While it's quite a few years away, Taha said the goal is to replicate some of the actual capabilities of the human brain on a large network of computers.

"Computers can do a lot of useful things now, but we are working to take a giant leap in the capabilities of these systems in the future," Taha said. "If we are successful, we could see things like self-driving vehicles and smart robots in hospitals.”

Another challenge is finding a more energy efficient way to operate a computer that thinks like a human.

"A human brain consumes about 20 watts of power, while the PS3™ cluster consumes megawatts," he said. "The brain is very efficient at what it does."

Taha also is working to develop new hardware based on recent technological breakthroughs (memristors) that would mimic the brain much more efficiently than the PS3™ cluster. This could lead to portable applications, such as smart consumer products and radically new intelligent devices.

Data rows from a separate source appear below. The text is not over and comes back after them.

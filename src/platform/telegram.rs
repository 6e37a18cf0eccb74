use std::sync::Arc;

use anyhow::{Context, Result};
use async_trait::async_trait;
use teloxide::prelude::*;
use teloxide::types::{ChatId, Me, User, UserId};
use teloxide::update_listeners::webhooks;
use teloxide::utils::command::BotCommands;
use tracing::{debug, info};

use crate::bot::FarewellBot;
use crate::config::UpdateMode;
use crate::platform::{
    BotEvent, Command, Departure, Group, Member, Messenger, UNTITLED_GROUP,
};

/// Sends messages through the Telegram Bot API.
pub struct TelegramMessenger {
    bot: Bot,
}

impl TelegramMessenger {
    pub fn new(bot: Bot) -> Self {
        Self { bot }
    }
}

#[async_trait]
impl Messenger for TelegramMessenger {
    async fn send_to_chat(&self, chat_id: i64, text: &str) -> Result<()> {
        self.bot.send_message(ChatId(chat_id), text).await?;
        Ok(())
    }

    async fn send_private(&self, user_id: u64, text: &str) -> Result<()> {
        self.bot
            .send_message(ChatId::from(UserId(user_id)), text)
            .await?;
        Ok(())
    }
}

/// Turn a Telegram message into the event the handlers work with.
pub fn decode(msg: &Message, bot_username: &str) -> BotEvent {
    if let Some(user) = msg.left_chat_member() {
        return BotEvent::MemberLeft(Departure {
            member: member(user),
            group: Group {
                id: msg.chat.id.0,
                title: msg.chat.title().unwrap_or(UNTITLED_GROUP).to_string(),
            },
        });
    }

    match msg.text().map(|text| Command::parse(text, bot_username)) {
        Some(Ok(command)) => BotEvent::Command {
            chat_id: msg.chat.id.0,
            command,
        },
        _ => BotEvent::Other,
    }
}

fn member(user: &User) -> Member {
    Member {
        id: user.id.0,
        first_name: user.first_name.clone(),
        full_name: user.full_name(),
    }
}

/// Run the dispatcher until it is stopped (Ctrl-C).
pub async fn run(bot: Bot, me: Me, mode: UpdateMode) -> Result<()> {
    let service = Arc::new(FarewellBot::new(
        me.id.0,
        Arc::new(TelegramMessenger::new(bot.clone())),
    ));

    let handler = Update::filter_message()
        .map(|msg: Message, me: Me| decode(&msg, me.username()))
        .endpoint(handle_event);

    let mut dispatcher = Dispatcher::builder(bot.clone(), handler)
        .dependencies(dptree::deps![service.clone(), me])
        .default_handler(|upd| async move {
            debug!("Unhandled update: {:?}", upd.id);
        })
        .error_handler(LoggingErrorHandler::with_custom_text(
            "An error has occurred in the dispatcher",
        ))
        .enable_ctrlc_handler()
        .build();

    match mode {
        UpdateMode::Polling => {
            info!("Bot started with polling");
            dispatcher.dispatch().await;
        }
        UpdateMode::Webhook { listen, url } => {
            let listener = webhooks::axum(bot, webhooks::Options::new(listen, url))
                .await
                .context("Failed to set up webhook listener")?;
            info!("Bot started with webhook on port {}", listen.port());
            dispatcher
                .dispatch_with_listener(
                    listener,
                    LoggingErrorHandler::with_custom_text("An error from the update listener"),
                )
                .await;
        }
    }

    info!(
        "Dispatcher stopped ({} farewell messages could not be delivered)",
        service.failed_sends()
    );
    Ok(())
}

async fn handle_event(event: BotEvent, service: Arc<FarewellBot>) -> Result<()> {
    service.handle_event(&event).await
}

So far, Taha's group has been able to model about half a billion neurons, which is about the size of a mouse brain, with only 300 PS3™s. It is working on modeling larger systems on the entire PS3™ cluster. Taha said a mouse brain is smarter than a smart phone or computer, because "a mouse can learn things like which way to go in a house, find food or take care of its children."

A National Science Foundation CAREER award that supports junior faculty who exemplify the role of teacher-scholar through outstanding research is funding Taha's work.

Taha is scheduled to make three presentations related to this work at the International Joint Conference on Neural Networks in San Jose, Calif., in August.